Esta vez fue Arlinn quien escuchó las palabras del niño. Oía las alas de Olaylie batiendo con furia y sentía el calor de las llamas de los diablos, pero la mirada del niño ejercía más presión que las otras dos cosas juntas―. Te daré la respuesta más seria que conozco. Sé que Avacyn te ayudará si rezas porque me ha ayudado a mí. Una vez me ocurrió algo muy malo y tenía miedo de estar sola, pero descubrí que no lo estaba. Avacyn me salvó.
―¡Deprisa, archimaga Kord! ―apremió Olaylie desde arriba. El carruaje se inclinó sobre sus cabezas.
―Dame la mano, por favor. ―Arlinn estiró los dedos todo lo que pudo y estuvo a punto de sujetar al niño por el codo.
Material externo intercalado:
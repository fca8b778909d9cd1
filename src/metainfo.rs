use serde::de::{self, Deserialize as _};
use serde_derive::{Deserialize, Serialize};

#[derive(Debug, thiserror::Error)]
pub enum MetaInfoError {

    #[error("bencode error whilst decoding metainfo: {0}")]
    BencodeError(#[from] serde_bencode::Error),

    #[error("invalid file extension, expected .torrent")]
    InvalidExtension,

    #[error(transparent)]
    IoError(#[from] std::io::Error),

    #[error("invalid pieces length, must be non-empty and divisible by 20")]
    InvalidPiecesLength,

    #[error("info dictionary has no length")]
    NoLength,

    #[error("piece length must be a positive integer")]
    InvalidPieceLength,

    #[error("piece count does not cover the torrent length")]
    LengthMismatch,

    #[error("multi-file torrents are not supported")]
    MultiFile,
}

// Entry of a multi-file torrent's "files" list; parsed only so such
// torrents can be rejected cleanly.
#[derive(Debug, Clone, Deserialize, Serialize)]
pub struct File {

    pub path: Vec<String>,

    pub length: u64,

}

// Single-file info dictionary. Fields are declared in bencode key order so
// re-encoding reproduces the source bytes for well-formed torrents.
#[derive(Clone, Deserialize, Serialize)]
pub struct Info {

    #[serde(default, skip_serializing_if = "Option::is_none")]
    pub files: Option<Vec<File>>,

    // Length of the file in bytes (integer).
    #[serde(default)]
    pub length: Option<u64>,

    // A 32-character hexadecimal string corresponding to the MD5 sum of the file.
    #[serde(default, skip_serializing_if = "Option::is_none")]
    pub md5sum: Option<String>,

    // Target file name.
    pub name: String,

    // Number of bytes in each piece (integer).
    #[serde(rename = "piece length")]
    pub piece_length: u32,

    // Concatenation of all 20-byte SHA1 hash values, one per piece.
    #[serde(with = "serde_bytes")]
    pub pieces: Vec<u8>,

    #[serde(default, skip_serializing_if = "Option::is_none")]
    pub private: Option<u8>,

}

impl Info {
    // Sha1 of the bencoded info dict, identifying the swarm.
    fn info_hash(&self) -> Result<[u8; 20], MetaInfoError> {
        use sha1::Digest;
        let info_data = serde_bencode::to_bytes(&self)?;
        Ok(sha1::Sha1::digest(&info_data).into())
    }
}

#[derive(Clone, Deserialize)]
pub struct MetaInfo {

    // The announce URL of the tracker (string).
    #[serde(deserialize_with = "url_deserialize")]
    pub announce: url::Url,

    // A dictionary that describes the file of the torrent.
    pub info: Info,

    // Sha1 hash of info dict.
    #[serde(skip)]
    pub info_hash: [u8; 20],

}

impl MetaInfo {

    pub fn new<P: AsRef<std::path::Path>>(path: P) -> Result<MetaInfo, MetaInfoError> {
        if path.as_ref().extension().unwrap_or_default() != "torrent" {
            return Err(MetaInfoError::InvalidExtension);
        }
        MetaInfo::from_bytes(&std::fs::read(path)?)
    }

    pub fn from_bytes(buf: &[u8]) -> Result<MetaInfo, MetaInfoError> {

        let mut metainfo: MetaInfo = serde_bencode::from_bytes(buf)?;

        if metainfo.info.files.is_some() {
            return Err(MetaInfoError::MultiFile);
        }
        if metainfo.info.pieces.len() % 20 != 0 || metainfo.info.pieces.is_empty() {
            return Err(MetaInfoError::InvalidPiecesLength);
        }
        if metainfo.info.piece_length == 0 {
            return Err(MetaInfoError::InvalidPieceLength);
        }
        let total_len = match metainfo.info.length {
            Some(len) if len > 0 => len,
            _ => return Err(MetaInfoError::NoLength),
        };
        // Hash count must match ceil(length / piece_length).
        let expect = (total_len + metainfo.info.piece_length as u64 - 1) / metainfo.info.piece_length as u64;
        if metainfo.num_pieces() as u64 != expect {
            return Err(MetaInfoError::LengthMismatch);
        }

        metainfo.info_hash = metainfo.info.info_hash()?;
        tracing::debug!("metainfo created: {:#?}", metainfo);
        Ok(metainfo)
    }

    pub fn piece_hashes(&self) -> Vec<[u8; 20]> {
        self.info.pieces
            .chunks_exact(20)
            // Safe as we have already checked length is a multiple of 20, in from_bytes.
            .map(|c| c.try_into().unwrap())
            .collect()
    }

    pub fn piece_len(&self) -> usize { self.info.piece_length as usize }

    pub fn num_pieces(&self) -> usize { self.info.pieces.len() / 20 }

    pub fn total_len(&self) -> u64 { self.info.length.unwrap_or(0) }

    pub fn info_hash(&self) -> [u8; 20] { self.info_hash }

    pub fn name(&self) -> &str { &self.info.name }

    pub fn info_hash_hex(&self) -> String {
        hex::encode(self.info_hash)
    }
}

fn url_deserialize<'de, D>(deserializer: D) -> Result<url::Url, D::Error>
where
    D: de::Deserializer<'de>,
{
    let s = String::deserialize(deserializer)?;
    url::Url::parse(&s).map_err(de::Error::custom)
}

impl std::fmt::Debug for MetaInfo {
    fn fmt(&self, f: &mut std::fmt::Formatter<'_>) -> std::fmt::Result {
        f.debug_struct("MetaInfo")
            .field("announce", &self.announce.as_str())
            .field("info", &self.info)
            .field("info_hash", &self.info_hash_hex())
            .finish()
    }
}

// Dont want to print out the pieces field, so we implement Debug manually.
impl std::fmt::Debug for Info {
    fn fmt(&self, f: &mut std::fmt::Formatter<'_>) -> std::fmt::Result {
        f.debug_struct("Info")
            .field("name", &self.name)
            .field("num pieces", &(self.pieces.len() / 20))
            .field("piece_length", &self.piece_length)
            .field("length", &self.length)
            .field("private", &self.private)
            .finish()
    }
}
// Read-only state shared with the peer sessions.
#[derive(Debug)]
pub struct TorrentContext {

    // The info hash for this torrent.
    pub info_hash: [u8; 20],

    // The client ID for this client.
    pub client_id: [u8; 20],

    // Shared positional access to the target file.
    pub store: Arc<PieceStore>,

    // Transfer totals for tracker accounting.
    pub counters: Arc<Counters>,

    // Commands to the torrent.
    pub torrent_tx: TorrentTx,

    // Per-peer upload budget in bytes per second.
    pub upload_bps: u64,

}

// Handle to a running coordinator. Only the creating call carries the join
// handle; registry lookups get the command channel alone.
pub struct TorrentHandle {

    pub info_hash: [u8; 20],

    pub torrent_tx: TorrentTx,

    pub join: Option<tokio::task::JoinHandle<Result<Status>>>,

}

// Process-wide registry deduplicating coordinators by info-hash.
static REGISTRY: Lazy<Mutex<HashMap<[u8; 20], TorrentTx>>> =
    Lazy::new(|| Mutex::new(HashMap::new()));

pub fn find(info_hash: &[u8; 20]) -> Option<TorrentHandle> {
    let registry = REGISTRY.lock().expect("registry poisoned");
    registry.get(info_hash).map(|torrent_tx| TorrentHandle {
        info_hash: *info_hash,
        torrent_tx: torrent_tx.clone(),
        join: None,
    })
}

// Starts downloading (and seeding) the given torrent. Idempotent by
// info-hash: a second call for the same torrent returns a handle to the
// coordinator that already exists.
pub fn download<P: AsRef<Path>>(path: P, config: TorrentConfig) -> Result<TorrentHandle> {

    let metainfo = MetaInfo::new(path)?;
    let info_hash = metainfo.info_hash();

    let mut registry = REGISTRY.lock().expect("registry poisoned");
    if let Some(torrent_tx) = registry.get(&info_hash) {
        tracing::info!("torrent {} already running", metainfo.info_hash_hex());
        return Ok(TorrentHandle {
            info_hash,
            torrent_tx: torrent_tx.clone(),
            join: None,
        });
    }

    let mut torrent = Torrent::new(metainfo, config)?;
    let torrent_tx = torrent.torrent_tx.clone();
    registry.insert(info_hash, torrent_tx.clone());
    drop(registry);

    let join = tokio::spawn(async move {
        let res = torrent.run().await;
        REGISTRY.lock().expect("registry poisoned").remove(&info_hash);
        match &res {
            Ok(status) => tracing::info!("torrent finished: {:?}", status),
            Err(e) => tracing::error!("torrent failed: {}", e),
        }
        res
    }.instrument(tracing::info_span!("torrent", info_hash = %hex::encode(info_hash))));

    Ok(TorrentHandle {
        info_hash,
        torrent_tx,
        join: Some(join),
    })
}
―¿Eres una archimaga? ―La expresión de duda del pequeño se tornó en asombro.
―Lo soy. ―Arlinn bajó la mirada hacia el medallón que colgaba en su cuello mientras arqueaba la espalda para soportar el peso de la madera caliente y resquebrajada.
―Eso lo cambia todo ―dijo el niño―. Está bien. ―Se movió con cuidado y lentamente. Arlinn contuvo el aliento mientras la pequeña mano se acercaba a la suya.
El carruaje gruñó sobre sus cabezas como una bestia. Arlinn rezó su propia plegaria. "Gran Avacyn, dadme fuerzas para salvar a este niño inocente". Sintió el manto de archimago resplandecer con vida en su pecho. La bendición de Avacyn se agitó en su interior. Rezó por el niño en voz alta―. Protectora de nuestro mundo, llevadnos sanos y salvos a vuestro santuario. ―La agitación se convirtió en una oleada abrumadora de poder sagrado. Cuando la mano del niño tocó la suya y Arlinn tiró de él para sacarlo de debajo del carruaje, un impulso divino los envió rodando por el suelo justo antes de que la estructura se derrumbase.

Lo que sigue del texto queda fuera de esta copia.